Of course, those long-term dividend growth projections could end up being lumpy, meaning that short-term struggles to grow the top and bottom line might mean that payout growth might be slower in the next few years, but likely catch up later on.
Valuation Is Highly Attractive On Both
QCOM Total Return Price data by YCharts
Both Qualcomm and Kroger have had a terrible year, which is exactly what I love to see, because it means the valuations are now at historically excellent levels.
|Company||Forward PE||Historical PE||Yield||Historical Yield||Yield Percentile|
|Kroger||10.3||16.0||2.4%||1.5%||All Time High|
Source: F.A.S.T. Graphs, Multpl.com, Jeff Miller, GuruFocus, Yieldchart.com
For example, on a forward PE ratio basis, both companies are way below the market’s overheated levels, as well as significantly below their historical norms.
More importantly for dividend investors, the yield for QCOM and KR is sky-high. For example, Kroger’s yield is near its all-time high while Qualcomm’s yield has only been higher 1% of the time.
|Company||TTM FCF/Share||10 Year FCF/Share||Fair Value Estimate||Growth Baked Into Current Share Price||Margin Of Safety|
|Qualcomm||$ 2.54||10.9%||$ 65.65||6.6%||20%|
|Kroger||$ 1.49||6.3%||$ 24.25||3.6%||15%|
Sources: Morningstar, GuruFocus, F.A.S.T. Graphs
Another thing I like to look at is the longer-term, 20-year outlook using a discounted free cash flow model, using a 9.0% discount rate (the post expense ratio historical return on an S&P 500 index ETF, i.e. the opportunity cost of money), and a conservative 4% 10-year terminal growth rate.
This allows us to get a rough estimate for the intrinsic fair value of a company, and in this case, we can see that Wall Street is being overly pessimistic about the future growth rates of both stocks, resulting in strong margins of safety.
Normally I like to buy quality DGI stocks at a 15% or higher discount to fair value, which makes both Qualcomm and Kroger some of the few undervalued names you can buy in today’s frothy market.
Bottom Line: Qualcomm and Kroger Will Likely Turn Things Around Presenting A Potentially Great Opportunity For Higher-Risk Investors
Don’t get me wrong, contrarian value investing isn’t for everyone. You need to be comfortable taking a VERY long-term, big-picture view and dealing with plenty of fear, uncertainty, and doubt in the short to medium term. It also means potentially experiencing a lot of volatility, which is something most investors would rather avoid.

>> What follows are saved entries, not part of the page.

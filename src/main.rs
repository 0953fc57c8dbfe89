use damage_inspector::analysis::{backend_from_settings, AnalysisGateway};
use damage_inspector::app::DamageApp;
use damage_inspector::config::Settings;
use damage_inspector::error::AppError;
use damage_inspector::report_service::ReportService;
use tracing::{error, Level};

fn init_logging(level: Level) {
    tracing_subscriber::fmt().with_max_level(level).init();
}

#[tokio::main]
async fn main() -> Result<(), AppError> {
    let settings = Settings::load()?;
    init_logging(settings.max_level()?);

    let backend = backend_from_settings(&settings.backend).inspect_err(|e| {
        error!("{}", e);
        error!("Configure backend.program or use backend.kind = \"demo\".");
    })?;
    let simulated = backend.is_simulated();
    let gateway = AnalysisGateway::new(backend, settings.analysis.temp_suffix.clone());

    DamageApp::start_gui(&settings.ui, ReportService::new(gateway), simulated)
}
use std::path::Path;
use std::sync::Mutex;

use rand::rngs::StdRng;
use rand::seq::IndexedRandom;
use rand::{Rng, SeedableRng};
use tracing::debug;

use crate::analysis::backend::DamageBackend;
use crate::analysis::types::{AnalysisResult, CostAnalysis, DamageRecord, DamageType, Severity};
use crate::error::AppError;

const DAMAGE_TYPES: [DamageType; 4] = [
    DamageType::Scratch,
    DamageType::Dent,
    DamageType::Crack,
    DamageType::Rust,
];
const SEVERITIES: [Severity; 3] = [Severity::Low, Severity::Medium, Severity::High];

const LABOR_SHARE: f64 = 0.6;
const PARTS_SHARE: f64 = 0.3;

/// Simulated backend that ignores the image and invents plausible damages.
pub struct DemoBackend {
    rng: Mutex<StdRng>,
}

impl DemoBackend {
    pub fn new() -> Self {
        Self {
            rng: Mutex::new(StdRng::from_os_rng()),
        }
    }

    pub fn with_seed(seed: u64) -> Self {
        Self {
            rng: Mutex::new(StdRng::seed_from_u64(seed)),
        }
    }

    fn random_damage(rng: &mut StdRng) -> DamageRecord {
        DamageRecord {
            damage_type: *DAMAGE_TYPES.choose(rng).unwrap_or(&DamageType::Unknown),
            severity: *SEVERITIES.choose(rng).unwrap_or(&Severity::Unknown),
            confidence: rng.random_range(0.6..=0.95),
            area_percentage: rng.random_range(0.5..=5.0),
            estimated_cost: Some(rng.random_range(100.0..=2000.0)),
        }
    }

    fn split_costs(total_cost: f64) -> CostAnalysis {
        let labor_cost = total_cost * LABOR_SHARE;
        let parts_cost = total_cost * PARTS_SHARE;
        // The remainder keeps the three parts summing to the total exactly.
        let additional_cost = total_cost - (labor_cost + parts_cost);
        CostAnalysis {
            labor_cost,
            parts_cost,
            additional_cost,
            total_cost,
        }
    }
}

impl Default for DemoBackend {
    fn default() -> Self {
        Self::new()
    }
}

impl DamageBackend for DemoBackend {
    fn analyze_car_damage(&self, image_path: &Path) -> Result<AnalysisResult, AppError> {
        let mut rng = self
            .rng
            .lock()
            .map_err(|_| AppError::Backend("demo backend random source is poisoned".to_string()))?;

        let count = rng.random_range(1..=4);
        let classified_damages: Vec<DamageRecord> =
            (0..count).map(|_| Self::random_damage(&mut rng)).collect();
        let total_cost: f64 = classified_damages
            .iter()
            .filter_map(|damage| damage.estimated_cost)
            .sum();

        debug!(
            "Simulated {} damages for {} (total ${:.2})",
            count,
            image_path.display(),
            total_cost
        );

        Ok(AnalysisResult {
            classified_damages,
            cost_analysis: Some(Self::split_costs(total_cost)),
        })
    }

    fn name(&self) -> &'static str {
        "DemoBackend"
    }

    fn is_simulated(&self) -> bool {
        true
    }
}
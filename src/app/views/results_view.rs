use chrono::{DateTime, Local};

use crate::app::views::{load_image_texture, View};
use crate::report::ReportPanels;
use crate::report_service::AnalysisResponse;

#[derive(Debug, Clone, Copy, PartialEq, Eq)]
pub enum ResultTab {
    Report,
    AnnotatedImage,
    CostSummary,
}

pub struct ResultsView {
    tab: ResultTab,
    panels: Option<ReportPanels>,
    texture: Option<egui::TextureHandle>,
    completed_at: Option<DateTime<Local>>,
}

impl ResultsView {
    pub fn new() -> Self {
        Self {
            tab: ResultTab::Report,
            panels: None,
            texture: None,
            completed_at: None,
        }
    }

    pub fn set_response(&mut self, ctx: &egui::Context, response: AnalysisResponse) {
        self.texture = response
            .panels
            .image
            .as_ref()
            .map(|image| load_image_texture(ctx, "annotated_result", image));
        self.completed_at = Some(response.completed_at);
        self.panels = Some(response.panels);
    }

    fn draw_report(ui: &mut egui::Ui, panels: &ReportPanels) {
        egui::ScrollArea::vertical().show(ui, |ui| {
            ui.add(
                egui::TextEdit::multiline(&mut panels.report.as_str())
                    .desired_rows(20)
                    .desired_width(f32::INFINITY)
                    .font(egui::TextStyle::Monospace),
            );
        });
    }

    fn draw_image(&self, ui: &mut egui::Ui, panels: &ReportPanels) {
        if let Some(notice) = &panels.notice {
            ui.colored_label(egui::Color32::YELLOW, notice);
        }
        ui.label("Boxes mark each reported damage in list order; they are not detected locations.");
        match &self.texture {
            Some(texture) => {
                ui.add(egui::Image::new(texture).max_height(400.0));
            }
            None => {
                ui.label("No image");
            }
        }
    }

    fn draw_cost(ui: &mut egui::Ui, panels: &ReportPanels) {
        ui.add(
            egui::TextEdit::multiline(&mut panels.cost_summary.as_str())
                .desired_rows(5)
                .desired_width(f32::INFINITY),
        );
    }
}

impl Default for ResultsView {
    fn default() -> Self {
        Self::new()
    }
}

impl View for ResultsView {
    fn draw(&mut self, ui: &mut egui::Ui) {
        ui.heading("Analysis Results");

        ui.horizontal(|ui| {
            ui.selectable_value(&mut self.tab, ResultTab::Report, "Detailed Report");
            ui.selectable_value(&mut self.tab, ResultTab::AnnotatedImage, "Annotated Image");
            ui.selectable_value(&mut self.tab, ResultTab::CostSummary, "Cost Summary");
        });
        ui.separator();

        let Some(panels) = &self.panels else {
            ui.label("Upload an image to start the analysis.");
            return;
        };

        match self.tab {
            ResultTab::Report => Self::draw_report(ui, panels),
            ResultTab::AnnotatedImage => self.draw_image(ui, panels),
            ResultTab::CostSummary => Self::draw_cost(ui, panels),
        }

        if let Some(completed_at) = self.completed_at {
            ui.separator();
            ui.label(format!("Last analysis: {}", completed_at.format("%H:%M:%S")));
        }
    }
}
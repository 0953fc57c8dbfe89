use std::any::Any;
use std::pin::Pin;

use chrono::{DateTime, Local};
use futures::task::{Context, Poll};
use futures::Future;
use image::DynamicImage;
use tower::Service;
use tracing::{error, info, info_span};
use uuid::Uuid;

use crate::analysis::gateway::AnalysisGateway;
use crate::error::AppError;
use crate::report::{render, ReportPanels};

pub struct AnalysisRequest {
    pub id: Uuid,
    pub image: Option<DynamicImage>,
}

impl AnalysisRequest {
    pub fn new(image: Option<DynamicImage>) -> Self {
        Self {
            id: Uuid::new_v4(),
            image,
        }
    }
}

#[derive(Debug, Clone)]
pub struct AnalysisResponse {
    pub id: Uuid,
    pub panels: ReportPanels,
    pub completed_at: DateTime<Local>,
}

/// Runs the gateway and the renderer for one image on a blocking worker.
#[derive(Clone)]
pub struct ReportService {
    gateway: AnalysisGateway,
}

impl ReportService {
    pub fn new(gateway: AnalysisGateway) -> Self {
        Self { gateway }
    }
}

fn panic_message(payload: Box<dyn Any + Send>) -> String {
    if let Some(message) = payload.downcast_ref::<&str>() {
        message.to_string()
    } else if let Some(message) = payload.downcast_ref::<String>() {
        message.clone()
    } else {
        "analysis backend panicked".to_string()
    }
}

impl Service<AnalysisRequest> for ReportService {
    type Response = AnalysisResponse;
    type Error = AppError;
    type Future = Pin<Box<dyn Future<Output = Result<Self::Response, Self::Error>> + Send>>;

    fn poll_ready(&mut self, _cx: &mut Context<'_>) -> Poll<Result<(), Self::Error>> {
        Poll::Ready(Ok(()))
    }

    fn call(&mut self, request: AnalysisRequest) -> Self::Future {
        let gateway = self.gateway.clone();

        Box::pin(async move {
            let AnalysisRequest { id, image } = request;
            let span = info_span!("analysis", request = %id);
            let worker_span = span.clone();
            let original = image.clone();
            span.in_scope(|| info!("Analysis requested (image: {})", image.is_some()));

            let joined = tokio::task::spawn_blocking(move || {
                let _entered = worker_span.enter();
                let outcome = gateway.analyze(image.as_ref());
                render(&outcome, image.as_ref())
            })
            .await;

            let panels = match joined {
                Ok(panels) => panels,
                Err(e) if e.is_panic() => {
                    let message = panic_message(e.into_panic());
                    span.in_scope(|| error!("Error processing image: {}", message));
                    ReportPanels::failed(&message, original.as_ref())
                }
                Err(e) => return Err(AppError::Task(e.to_string())),
            };

            span.in_scope(|| info!("Analysis finished"));
            Ok(AnalysisResponse {
                id,
                panels,
                completed_at: Local::now(),
            })
        })
    }
}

Then again, it can also be an exceedingly profitable endeavor, and if you have a long enough time horizon and a high enough risk-tolerance, both Qualcomm and Kroger could prove excellent, contrarian income growth investments.
That’s because, based on the excellent track records of both companies to navigate their respective, challenging industry conditions over past decades, as well as the long-term growth potential, I’m confident that both QCOM and KR will once more rise like a Phoenix from the current short-term ashes (Amazon can’t dominate every industry).
Which is why I’m more than happy to lock in their highest yields in over a decade (or ever) and patiently wait for their likely turnarounds to play out and their share prices to recover nicely.
Disclosure: I am/we are long QCOM, KR.
I wrote this article myself, and it expresses my own opinions. I am not receiving compensation for it (other than from Seeking Alpha). I have no business relationship with any company whose stock is mentioned in this article.